The problem states we have two random variables, $X$ and $Y$. There are only two likely outcomes for both random variables:

(don't know if this is correct 'syntax')
$X = \{x_{1}, x_{2}\}$
$Y = \{y_{1}, y_{2}\}$

$Y_{1}$, $Y_{2}$, and $Y_{3}$ are 3 consecutive samples of the random variable $Y$ and are assumed to be conditionally independent given $X$.

It states to find the probability that all 3 have the value $y_{1}$. I'm having trouble figuring out how to set this up.
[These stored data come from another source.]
//! Move enumeration and the computer player's (very simple) policy

use crate::{coordinate::format_column, error::GameOver, game::GameState, COLUMNS, ROWS};

/// Identifiers of every column with room for another tile, row by row
pub fn list_valid_moves(state: &GameState) -> Vec<String> {
    let mut moves = Vec::new();
    for row in 0..ROWS {
        for column in 0..COLUMNS {
            if state.board.playable(row, column) {
                moves.push(format_column(row, column));
            }
        }
    }
    moves
}

/// The first playable column
pub fn suggest_move(state: &GameState) -> Result<String, GameOver> {
    list_valid_moves(state).into_iter().next().ok_or(GameOver)
}
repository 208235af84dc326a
use crate::{COLUMNS, LAYERS, ROWS};

#[derive(Copy, Clone, Eq, PartialEq, Debug)]
pub enum Player {
    One,
    Two,
}

impl Player {
    /// The player who moves after this one
    pub fn other(self) -> Self {
        match self {
            Player::One => Player::Two,
            Player::Two => Player::One,
        }
    }

    /// The player's number as shown on the board and in save files
    pub fn number(self) -> u8 {
        match self {
            Player::One => 1,
            Player::Two => 2,
        }
    }

    pub fn from_number(number: u8) -> Option<Self> {
        match number {
            1 => Some(Player::One),
            2 => Some(Player::Two),
            _ => None,
        }
    }
}

#[derive(Copy, Clone, Eq, PartialEq, Debug)]
pub enum Cell {
    Empty,
    PlayerOne,
    PlayerTwo,
}

impl Cell {
    pub fn is_empty(&self) -> bool {
        match self {
            Cell::Empty => true,
            _ => false,
        }
    }

    /// The owner of the tile in this cell, if any
    pub fn player(&self) -> Option<Player> {
        match self {
            Cell::Empty => None,
            Cell::PlayerOne => Some(Player::One),
            Cell::PlayerTwo => Some(Player::Two),
        }
    }

    /// 0 for an empty cell, otherwise the owner's number
    pub fn digit(&self) -> u8 {
        self.player().map_or(0, Player::number)
    }

    pub fn from_digit(digit: u8) -> Option<Self> {
        match digit {
            0 => Some(Cell::Empty),
            1 => Some(Cell::PlayerOne),
            2 => Some(Cell::PlayerTwo),
            _ => None,
        }
    }
}

impl From<Player> for Cell {
    fn from(player: Player) -> Self {
        match player {
            Player::One => Cell::PlayerOne,
            Player::Two => Cell::PlayerTwo,
        }
    }
}

impl Default for Cell {
    fn default() -> Self {
        Cell::Empty
    }
}

/// The playing volume, indexed as `[layer][row][column]` with layer 0 at the bottom
///
/// Grids are small plain values, so copying one is how game states stay immutable.
#[derive(Copy, Clone, Eq, PartialEq, Debug)]
pub struct Grid {
    cells: [[[Cell; COLUMNS]; ROWS]; LAYERS],
}

impl Grid {
    pub fn new() -> Self {
        Self {
            cells: [[[Cell::Empty; COLUMNS]; ROWS]; LAYERS],
        }
    }

    /// Panics if any index is outside the grid
    pub fn get(&self, layer: usize, row: usize, column: usize) -> Cell {
        self.cells[layer][row][column]
    }

    /// Panics if any index is outside the grid
    pub fn set(&mut self, layer: usize, row: usize, column: usize, cell: Cell) {
        self.cells[layer][row][column] = cell;
    }

    /// Bounds-checked lookup for signed coordinates
    pub fn get_signed(&self, layer: i32, row: i32, column: i32) -> Option<Cell> {
        if layer < 0
            || layer >= LAYERS as i32
            || row < 0
            || row >= ROWS as i32
            || column < 0
            || column >= COLUMNS as i32
        {
            return None;
        }
        Some(self.cells[layer as usize][row as usize][column as usize])
    }

    /// The lowest empty layer of a column, or `None` when the column is full
    pub fn lowest_empty_layer(&self, row: usize, column: usize) -> Option<usize> {
        (0..LAYERS).find(|&layer| self.cells[layer][row][column].is_empty())
    }

    /// Whether a tile can still be dropped into the column
    pub fn playable(&self, row: usize, column: usize) -> bool {
        self.cells[LAYERS - 1][row][column].is_empty()
    }

    pub fn is_full(&self) -> bool {
        self.cells
            .iter()
            .flatten()
            .flatten()
            .all(|cell| !cell.is_empty())
    }

    /// One layer, as rows of cells
    pub fn layer(&self, layer: usize) -> &[[Cell; COLUMNS]; ROWS] {
        &self.cells[layer]
    }
}

impl Default for Grid {
    fn default() -> Self {
        Self::new()
    }
}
In a previous part of the problem, I needed to calculate the below:

$p(Y_{2} = y_{1}|Y_{1} = y_{1}) = \sum{p(Y_{2} = y_{1}|Y_{1} = y_{1},X)p(X|Y_{1} = y_{1})}$

This simplifies to:

$\sum{p(Y_{2} = y_{1}|X)p(X|Y_{1} = y_{1})}$

The reason my professor gave us in our examples is because "$Y_{2}$ is conditionally independent of $Y_{1}$ given $X$, and therefore $Y_{1}$ doesn't give any additional information about the $Y_{2}$". Which makes perfect sense in itself and is easy enough to calculate, only I don't fully understand the concepts at work here. What happens then if you have 3 consecutive samples from the random variable $Y$?
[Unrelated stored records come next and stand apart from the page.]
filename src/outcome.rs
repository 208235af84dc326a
//! Win and draw detection

use crate::{
    board::{Grid, Player},
    COLUMNS, LAYERS, ROWS, WIN_LENGTH,
};

#[derive(Copy, Clone, Eq, PartialEq, Debug)]
pub enum Outcome {
    PlayerOneWin,
    PlayerTwoWin,
    Ongoing,
    Draw,
}

impl Outcome {
    pub fn winner(&self) -> Option<Player> {
        match self {
            Outcome::PlayerOneWin => Some(Player::One),
            Outcome::PlayerTwoWin => Some(Player::Two),
            _ => None,
        }
    }

    pub fn is_finished(&self) -> bool {
        *self != Outcome::Ongoing
    }
}

impl From<Player> for Outcome {
    fn from(winner: Player) -> Self {
        match winner {
            Player::One => Outcome::PlayerOneWin,
            Player::Two => Outcome::PlayerTwoWin,
        }
    }
}

/// One direction per undirected line through the grid, as `(layer, row, column)` steps
///
/// The order is part of the contract: when several lines are complete the
/// first one found decides the result.
pub const DIRECTIONS: [(i32, i32, i32); 13] = [
    (1, 0, 0),
    (0, 1, 0),
    (0, 0, 1),
    (1, 1, 0),
    (1, 0, 1),
    (0, 1, 1),
    (1, -1, 0),
    (1, 0, -1),
    (0, 1, -1),
    (1, 1, 1),
    (1, 1, -1),
    (1, -1, 1),
    (1, -1, -1),
];

/// Scans every occupied cell along every direction for a completed line
pub fn evaluate(grid: &Grid) -> Outcome {
    match first_winner(grid) {
        Some(player) => Outcome::from(player),
        None if grid.is_full() => Outcome::Draw,
        None => Outcome::Ongoing,
    }
}

fn first_winner(grid: &Grid) -> Option<Player> {
    for layer in 0..LAYERS {
        for row in 0..ROWS {
            for column in 0..COLUMNS {
                let cell = grid.get(layer, row, column);
                let player = match cell.player() {
                    Some(player) => player,
                    None => continue,
                };
                for &direction in DIRECTIONS.iter() {
                    if line_from(grid, (layer, row, column), direction) {
                        return Some(player);
                    }
                }
            }
        }
    }
    None
}

// do the next WIN_LENGTH - 1 cells along the direction match the start cell?
fn line_from(grid: &Grid, start: (usize, usize, usize), direction: (i32, i32, i32)) -> bool {
    let owner = grid.get(start.0, start.1, start.2);
    let (dk, dj, di) = direction;
    (1..WIN_LENGTH as i32).all(|step| {
        grid.get_signed(
            start.0 as i32 + dk * step,
            start.1 as i32 + dj * step,
            start.2 as i32 + di * step,
        ) == Some(owner)
    })
}
//! UI module for rendering the TUI

mod components;
mod forms;
mod layout;

use crate::app::App;
use ratatui::Frame;
use std::time::Instant;

/// Main draw function
pub fn draw(frame: &mut Frame, app: &App) {
    let main_area = layout::create_layout(frame.area());

    if app.controller.form_visible() {
        forms::draw_registration(frame, main_area, app, Instant::now());
    } else {
        components::render_success_dialog(
            frame,
            app.controller.reset_progress(Instant::now()),
        );
    }

    // Draw status bar
    layout::draw_status_bar(frame, app);
}
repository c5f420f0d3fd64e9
//! Dialog components for TUI

mod base;
mod success_dialog;

pub use success_dialog::render_success_dialog;
//! Platform-specific configuration

use crossterm::event::KeyModifiers;

/// Platform-appropriate modifier for the fallback submit shortcut (with `w`)
/// - macOS: SUPER (Cmd key)
/// - Linux/Windows: CONTROL (Ctrl key)
#[cfg(target_os = "macos")]
pub const SUBMIT_MODIFIER: KeyModifiers = KeyModifiers::SUPER;

#[cfg(not(target_os = "macos"))]
pub const SUBMIT_MODIFIER: KeyModifiers = KeyModifiers::CONTROL;

/// Submit shortcut display for help text
/// Ctrl+S works on all platforms (Cmd+W/Ctrl+W also work as fallback)
pub const SUBMIT_SHORTCUT: &str = "Ctrl+S";
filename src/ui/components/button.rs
//! Button component for TUI

use ratatui::{
    layout::{Alignment, Rect},
    style::{Color, Modifier, Style},
    widgets::{Block, Borders, Paragraph},
    Frame,
};

/// Button height in rows (top border + content + bottom border)
pub const BUTTON_HEIGHT: u16 = 3;

/// Render a bordered button; disabled buttons are dimmed and never bold
pub fn render_button(
    frame: &mut Frame,
    area: Rect,
    content: &str,
    is_selected: bool,
    is_enabled: bool,
) {
    let border_style = match (is_selected, is_enabled) {
        (true, true) => Style::default().fg(Color::Cyan),
        (true, false) => Style::default().fg(Color::Gray),
        (false, true) => Style::default().fg(Color::Green),
        (false, false) => Style::default().fg(Color::DarkGray),
    };

    let text_style = if !is_enabled {
        Style::default().fg(Color::DarkGray)
    } else if is_selected {
        Style::default()
            .fg(Color::Black)
            .bg(Color::Cyan)
            .add_modifier(Modifier::BOLD)
    } else {
        Style::default().fg(Color::Green)
    };

    let paragraph = Paragraph::new(format!(" {content} "))
        .style(text_style)
        .alignment(Alignment::Center);
    let block = Block::default()
        .borders(Borders::ALL)
        .border_style(border_style);

    frame.render_widget(paragraph.block(block), area);
}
Currently, through my intuition alone, I have the aforementioned problem of "find the probability that all 3 have the value $y_{1}$" set ups as:

$p(Y_{3} = y_{1}|Y_{2} = y_{1},Y_{1} = y_{1}) = \sum{p(Y_{3} = y_{1}|Y_{2} = y_{1},Y_{1} = y_{1},X)p(X|Y_{2} = y_{1},Y_{1} = y_{1})} = \sum{p(Y_{3} = y_{1}|X)p(X|Y_{2} = y_{1},Y_{1} = y_{1})}$

Is this even correct?

If so, do I then use Bayes' Rule to compute:
$p(X|Y_{2}=y{1},Y_{1}=y{1})$

I'm an undergrad in computer science that hasn't had a statistics course in 2 years, so sorry if this is poorly described. Hopefully someone can help anyway.

EDIT: Made a mistake on the first equation

Last edited by Polaris84; September 11th, 2017 at 08:04 AM.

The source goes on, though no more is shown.